--- PROBLEM STATEMENT ---
Your answer should be the complete data, copied exactly.
[[ EXERCISE INPUTS, beginning ]]
// ABOUTME: Route handlers for nutrition tools
// ABOUTME: Daily calorie target, meal plan suggestion, macro split, snacks, hydration
//
// SPDX-License-Identifier: MIT OR Apache-2.0
// Copyright (c) 2025 FitTrack Contributors

use std::collections::HashMap;
use std::sync::Arc;

use crate::constants::macros::DEFAULT_CALORIES;
use crate::errors::AppError;
use crate::resources::ServerResources;
use crate::services::nutrition::{self, DEFAULT_MEAL_TYPE};
use axum::{
    extract::{Query, State},
    response::{IntoResponse, Response},
    routing::{get, post},
    Json, Router,
};
use fittrack_intelligence::metrics::{macro_split, MacroRatio};
use fittrack_intelligence::nutrition::{validate_hydration, HEALTHY_SNACKS};
use serde::Deserialize;
use uuid::Uuid;

/// Body for the daily calorie recommendation
#[derive(Debug, Default, Deserialize)]
pub struct DailyCaloriesRequest {
    /// Subject the target is for
    #[serde(default, alias = "user_id")]
    pub subject_id: Option<Uuid>,
    /// `lose_weight`, `gain_weight`, or anything else for maintenance
    pub goal: Option<String>,
}

/// Query parameters for the meal plan suggestion
#[derive(Debug, Default, Deserialize)]
pub struct MealPlanQuery {
    /// Name filter; `default` disables filtering
    #[serde(rename = "type")]
    pub meal_type: Option<String>,
}

/// Body for the macro calculator
#[derive(Debug, Default, Deserialize)]
pub struct MacrosRequest {
    /// Total calories (defaults to 2000)
    pub calories: Option<f64>,
    /// Shares keyed `protein`, `fat`, `carbs` (defaults to 0.3 / 0.2 / 0.5)
    pub ratio: Option<HashMap<String, f64>>,
}

/// Body for the hydration check
#[derive(Debug, Default, Deserialize)]
pub struct HydrationRequest {
    /// Liters drunk today (defaults to 0)
    pub water_intake_liters: Option<f64>,
}

/// Nutrition routes handler
pub struct NutritionRoutes;

impl NutritionRoutes {
    /// Create all nutrition routes
    pub fn routes(resources: Arc<ServerResources>) -> Router {
        Router::new()
            .route(
                "/api/recommend/daily-calories",
                post(Self::handle_daily_calories),
            )
            .route("/api/suggest/meal-plan", get(Self::handle_meal_plan))
            .route("/api/calculate/macros", post(Self::handle_macros))
            .route("/api/find/healthy-snacks", get(Self::handle_snacks))
            .route("/api/validate/hydration", post(Self::handle_hydration))
            .with_state(resources)
    }

    /// Handle POST /api/recommend/daily-calories
    async fn handle_daily_calories(
        State(resources): State<Arc<ServerResources>>,
        Json(body): Json<DailyCaloriesRequest>,
    ) -> Result<Response, AppError> {
        let subject_id = body
            .subject_id
            .ok_or_else(|| AppError::missing_field("subject_id"))?;
        let goal = body.goal.as_deref().unwrap_or("maintain");
        let calories =
            nutrition::recommend_daily_calories(&resources.database, subject_id, goal).await?;
        Ok(Json(serde_json::json!({ "recommended_calories_per_day": calories })).into_response())
    }

    /// Handle GET /api/suggest/meal-plan
    async fn handle_meal_plan(
        State(resources): State<Arc<ServerResources>>,
        Query(query): Query<MealPlanQuery>,
    ) -> Result<Response, AppError> {
        let meal_type = query.meal_type.as_deref().unwrap_or(DEFAULT_MEAL_TYPE);
        let plan = nutrition::suggest_meal_plan(
            &resources.database,
            resources.selector.as_ref(),
            meal_type,
        )
        .await?;
        Ok(Json(plan).into_response())
    }

    /// Handle POST /api/calculate/macros
    async fn handle_macros(Json(body): Json<MacrosRequest>) -> Result<Response, AppError> {
        let ratio = match body.ratio {
            Some(map) => MacroRatio::from_map(&map)?,
            None => MacroRatio::default(),
        };
        let split = macro_split(body.calories.unwrap_or(DEFAULT_CALORIES), &ratio);
        Ok(Json(split).into_response())
    }

    /// Handle GET /api/find/healthy-snacks
    async fn handle_snacks() -> Json<serde_json::Value> {
        Json(serde_json::json!({ "healthy_snacks": HEALTHY_SNACKS }))
    }

    /// Handle POST /api/validate/hydration
    async fn handle_hydration(Json(body): Json<HydrationRequest>) -> Result<Response, AppError> {
        let check = validate_hydration(body.water_intake_liters.unwrap_or(0.0))?;
        Ok(Json(check).into_response())
    }
}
[[ EXERCISE INPUTS, end ]]
--- WORKED SOLUTION ---
// ABOUTME: Route handlers for nutrition tools
// ABOUTME: Daily calorie target, meal plan suggestion, macro split, snacks, hydration
//
// SPDX-License-Identifier: MIT OR Apache-2.0
// Copyright (c) 2025 FitTrack Contributors

use std::collections::HashMap;
use std::sync::Arc;

use crate::constants::macros::DEFAULT_CALORIES;
use crate::errors::AppError;
use crate::resources::ServerResources;
use crate::services::nutrition::{self, DEFAULT_MEAL_TYPE};
use axum::{
    extract::{Query, State},
    response::{IntoResponse, Response},
    routing::{get, post},
    Json, Router,
};
use fittrack_intelligence::metrics::{macro_split, MacroRatio};
use fittrack_intelligence::nutrition::{validate_hydration, HEALTHY_SNACKS};
use serde::Deserialize;
use uuid::Uuid;

/// Body for the daily calorie recommendation
#[derive(Debug, Default, Deserialize)]
pub struct DailyCaloriesRequest {
    /// Subject the target is for
    #[serde(default, alias = "user_id")]
    pub subject_id: Option<Uuid>,
    /// `lose_weight`, `gain_weight`, or anything else for maintenance
    pub goal: Option<String>,
}

/// Query parameters for the meal plan suggestion
#[derive(Debug, Default, Deserialize)]
pub struct MealPlanQuery {
    /// Name filter; `default` disables filtering
    #[serde(rename = "type")]
    pub meal_type: Option<String>,
}

/// Body for the macro calculator
#[derive(Debug, Default, Deserialize)]
pub struct MacrosRequest {
    /// Total calories (defaults to 2000)
    pub calories: Option<f64>,
    /// Shares keyed `protein`, `fat`, `carbs` (defaults to 0.3 / 0.2 / 0.5)
    pub ratio: Option<HashMap<String, f64>>,
}

/// Body for the hydration check
#[derive(Debug, Default, Deserialize)]
pub struct HydrationRequest {
    /// Liters drunk today (defaults to 0)
    pub water_intake_liters: Option<f64>,
}

/// Nutrition routes handler
pub struct NutritionRoutes;

impl NutritionRoutes {
    /// Create all nutrition routes
    pub fn routes(resources: Arc<ServerResources>) -> Router {
        Router::new()
            .route(
                "/api/recommend/daily-calories",
                post(Self::handle_daily_calories),
            )
            .route("/api/suggest/meal-plan", get(Self::handle_meal_plan))
            .route("/api/calculate/macros", post(Self::handle_macros))
            .route("/api/find/healthy-snacks", get(Self::handle_snacks))
            .route("/api/validate/hydration", post(Self::handle_hydration))
            .with_state(resources)
    }

    /// Handle POST /api/recommend/daily-calories
    async fn handle_daily_calories(
        State(resources): State<Arc<ServerResources>>,
        Json(body): Json<DailyCaloriesRequest>,
    ) -> Result<Response, AppError> {
        let subject_id = body
            .subject_id
            .ok_or_else(|| AppError::missing_field("subject_id"))?;
        let goal = body.goal.as_deref().unwrap_or("maintain");
        let calories =
            nutrition::recommend_daily_calories(&resources.database, subject_id, goal).await?;
        Ok(Json(serde_json::json!({ "recommended_calories_per_day": calories })).into_response())
    }

    /// Handle GET /api/suggest/meal-plan
    async fn handle_meal_plan(
        State(resources): State<Arc<ServerResources>>,
        Query(query): Query<MealPlanQuery>,
    ) -> Result<Response, AppError> {
        let meal_type = query.meal_type.as_deref().unwrap_or(DEFAULT_MEAL_TYPE);
        let plan = nutrition::suggest_meal_plan(
            &resources.database,
            resources.selector.as_ref(),
            meal_type,
        )
        .await?;
        Ok(Json(plan).into_response())
    }

    /// Handle POST /api/calculate/macros
    async fn handle_macros(Json(body): Json<MacrosRequest>) -> Result<Response, AppError> {
        let ratio = match body.ratio {
            Some(map) => MacroRatio::from_map(&map)?,
            None => MacroRatio::default(),
        };
        let split = macro_split(body.calories.unwrap_or(DEFAULT_CALORIES), &ratio);
        Ok(Json(split).into_response())
    }

    /// Handle GET /api/find/healthy-snacks
    async fn handle_snacks() -> Json<serde_json::Value> {
        Json(serde_json::json!({ "healthy_snacks": HEALTHY_SNACKS }))
    }

    /// Handle POST /api/validate/hydration
    async fn handle_hydration(Json(body): Json<HydrationRequest>) -> Result<Response, AppError> {
        let check = validate_hydration(body.water_intake_liters.unwrap_or(0.0))?;
        Ok(Json(check).into_response())
    }
}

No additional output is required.